When the March for Life steps out in Washington, D.C., on Jan. 22, women will be in the forefront.
Women are a powerful voice in the pro-life movement, particularly those who regret their own abortions – women such as Dr. Alveda King, whose uncle was civil rights leader Martin Luther King Jr.
King had two abortions – one without her consent, the other at her request.
She has said, “My birthday is Jan. 22, and each year, this day is marred by the fact that it is the anniversary of Roe v. Wade and the anniversary of death for millions of babies. I and my deceased children are victims of abortion, and subsequently the Roe v. Wade decision has adversely affected the lives of my entire family.”
King is not alone in her grief. The Silent No More Awareness Campaign is made up of women around the country who hope to expose the pain, emotional and physical, associated with abortion.
Actress and model Jennifer O’Neill is the group’s celebrity spokeswoman. She has spoken poignantly of the depression she suffered after her abortion.
As O’Neill said in a Capitol Hill briefing, “Of course the protection of the unborn child is at the center of my heart. However, the aftermath of abortion can be equally deadly for both mother and unborn child. (A woman who has an abortion) is sentenced to bear that for the rest of her life.”
Despite claims from the pro-abortion lobby that abortion has no adverse side-effects, research has shown that about 60 percent of women who experience post-abortion after-effects have thoughts of suicide and 28 percent try to kill themselves.
A study of women eight weeks after their abortions found that 44 percent experienced nervous disorders and 36 percent had sleep disturbances.
Research also shows a number of post-abortive women reporting sexual dysfunction.
Abortion also has been linked to alcohol and drug abuse and eating disorders.
Physical complications can include perforation of the uterus, infection, hemorrhage and ectopic pregnancies.
As a result of the potentially devastating psychological and physical effects of abortion, it’s not surprising that women have taken the lead in trying to make abortion unthinkable.
Women serve as president of National Right to Life and the board of the Pennsylvania Pro-Life Federation.
Patricia Heaton, Emmy Award-winning star of TV’s “Everybody Loves Raymond,” is honorary chairwoman of Feminists for Life.
Heaton has said, “I appreciate the fact that Feminists for Life is willing to work with people on both sides of the abortion debate, bringing them to create holistic solutions for pregnant women and parents.”

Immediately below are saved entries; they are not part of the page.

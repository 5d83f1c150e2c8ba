use axum::{
    Json,
    extract::{Query, State},
    http::{HeaderMap, StatusCode},
    response::IntoResponse,
};
use chrono::Utc;
use serde::Deserialize;
use tracing::warn;
use uuid::Uuid;

use dialdesk_db::models::{CallRow, parse_timestamp};
use dialdesk_types::api::{LogCallRequest, LogCallResponse};
use dialdesk_types::models::CallRecord;

use crate::auth::AppState;
use crate::error::ApiError;

/// Inbound webhook from the provider. Authenticated by shared secret; the
/// provider holds no user session.
pub async fn log_call(
    State(state): State<AppState>,
    headers: HeaderMap,
    Json(req): Json<LogCallRequest>,
) -> Result<impl IntoResponse, ApiError> {
    let expected = state.webhook_key.as_deref().ok_or_else(|| {
        ApiError::Unconfigured("Server configuration error: webhook key not configured".into())
    })?;

    let provided = headers.get("x-api-key").and_then(|v| v.to_str().ok());
    if provided != Some(expected) {
        return Err(ApiError::Unauthorized);
    }

    if req.name.trim().is_empty() {
        return Err(ApiError::Validation("name is required".into()));
    }
    if req.status.trim().is_empty() {
        return Err(ApiError::Validation("status is required".into()));
    }

    let call_id = Uuid::new_v4();
    state
        .db
        .insert_call(&call_id.to_string(), &req, &Utc::now().to_rfc3339())?;

    Ok((
        StatusCode::CREATED,
        Json(LogCallResponse {
            message: "Call logged successfully".into(),
            call_id,
        }),
    ))
}

pub async fn list_calls(State(state): State<AppState>) -> Result<impl IntoResponse, ApiError> {
    let calls: Vec<CallRecord> = state.db.list_calls()?.into_iter().map(to_api).collect();
    Ok(Json(calls))
}

#[derive(Debug, Deserialize)]
pub struct SearchQuery {
    #[serde(default)]
    pub q: String,
}

pub async fn search_calls(
    State(state): State<AppState>,
    Query(query): Query<SearchQuery>,
) -> Result<impl IntoResponse, ApiError> {
    let calls: Vec<CallRecord> = state
        .db
        .search_calls(query.q.trim())?
        .into_iter()
        .map(to_api)
        .collect();
    Ok(Json(calls))
}

pub async fn call_stats(State(state): State<AppState>) -> Result<impl IntoResponse, ApiError> {
    Ok(Json(state.db.call_stats()?))
}

fn to_api(row: CallRow) -> CallRecord {
    let id = row.id.parse().unwrap_or_else(|e| {
        warn!("Corrupt call id '{}': {}", row.id, e);
        Uuid::default()
    });

    CallRecord {
        id,
        name: row.name,
        company: row.company,
        email: row.email,
        phone: row.phone,
        status: row.status,
        notes: row.notes,
        recording_url: row.recording_url,
        timestamp: parse_timestamp(&row.timestamp, "call"),
        user_id: row.user_id.and_then(|raw| raw.parse().ok()),
    }
}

Those solutions include such things as better child care and housing options for women facing unexpected pregnancies.
Other prominent women are speaking out about the special blessings offered by special-needs children.
When her son Trig was born with Down syndrome, Alaska Gov. Sarah Palin said, “Trig is beautiful and already adored by us. We knew through early testing he would face special challenges, and we feel privileged that God would entrust us with this gift and allow us unspeakable joy as he entered our lives. We have faith that every baby is created for good purpose and has potential to make this world a better place. We are truly blessed.”
Reflecting on being the mother of a special-needs baby, Palin once wrote, “Many people will express sympathy, but you don’t want or need that, because Trig will be a joy. Children are the most precious and promising ingredient in this mixed-up world.”
Thirty-six years after Roe, it’s more obvious than ever that women deserve better than abortion, and that true equality means the right of a woman to be free from the pressure of coerced abortion and to have the support to help her bring her baby into the world.
In the end, a truly compassionate society is one that recognizes the rights of all women, including those yet to be born.
Maria Vitale is the education director of Pennsylvania Pro-Life Federation, which has its headquarters in Harrisburg.